### TASK
Give the number of lines in the records below that contain the word "Database", and nothing more.
<<<<
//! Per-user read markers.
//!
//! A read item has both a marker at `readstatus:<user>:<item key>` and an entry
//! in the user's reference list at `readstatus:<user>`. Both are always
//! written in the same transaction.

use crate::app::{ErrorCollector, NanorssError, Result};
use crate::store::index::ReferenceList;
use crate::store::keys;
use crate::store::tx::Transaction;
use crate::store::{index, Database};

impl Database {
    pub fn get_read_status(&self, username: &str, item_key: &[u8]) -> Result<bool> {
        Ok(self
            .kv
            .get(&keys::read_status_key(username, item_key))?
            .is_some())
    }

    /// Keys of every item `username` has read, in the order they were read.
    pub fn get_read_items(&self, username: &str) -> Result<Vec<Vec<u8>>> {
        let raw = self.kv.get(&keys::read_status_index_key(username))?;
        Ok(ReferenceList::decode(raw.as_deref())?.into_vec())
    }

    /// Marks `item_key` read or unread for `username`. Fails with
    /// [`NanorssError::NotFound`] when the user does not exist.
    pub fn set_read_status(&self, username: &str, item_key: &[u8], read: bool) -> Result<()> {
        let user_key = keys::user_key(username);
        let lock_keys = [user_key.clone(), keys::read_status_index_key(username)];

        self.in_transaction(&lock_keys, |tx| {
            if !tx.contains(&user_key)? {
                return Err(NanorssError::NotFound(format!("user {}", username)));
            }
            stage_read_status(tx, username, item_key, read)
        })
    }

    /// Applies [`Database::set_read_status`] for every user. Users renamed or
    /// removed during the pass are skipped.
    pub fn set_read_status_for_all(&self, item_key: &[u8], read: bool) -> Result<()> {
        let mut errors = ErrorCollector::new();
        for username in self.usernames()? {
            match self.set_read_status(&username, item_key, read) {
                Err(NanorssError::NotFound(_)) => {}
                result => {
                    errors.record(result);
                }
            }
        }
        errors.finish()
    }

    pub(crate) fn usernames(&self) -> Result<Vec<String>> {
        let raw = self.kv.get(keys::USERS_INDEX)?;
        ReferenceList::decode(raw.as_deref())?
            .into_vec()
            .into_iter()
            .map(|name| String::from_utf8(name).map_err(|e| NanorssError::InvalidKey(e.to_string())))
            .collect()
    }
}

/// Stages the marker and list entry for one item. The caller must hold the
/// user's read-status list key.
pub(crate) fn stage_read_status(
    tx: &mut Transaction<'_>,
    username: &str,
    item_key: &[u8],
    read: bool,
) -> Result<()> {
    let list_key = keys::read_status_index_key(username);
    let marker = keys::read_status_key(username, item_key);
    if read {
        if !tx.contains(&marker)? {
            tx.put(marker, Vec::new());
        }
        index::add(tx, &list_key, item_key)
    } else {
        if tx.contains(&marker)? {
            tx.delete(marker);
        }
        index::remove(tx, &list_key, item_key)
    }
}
>>>>
### RESULT
3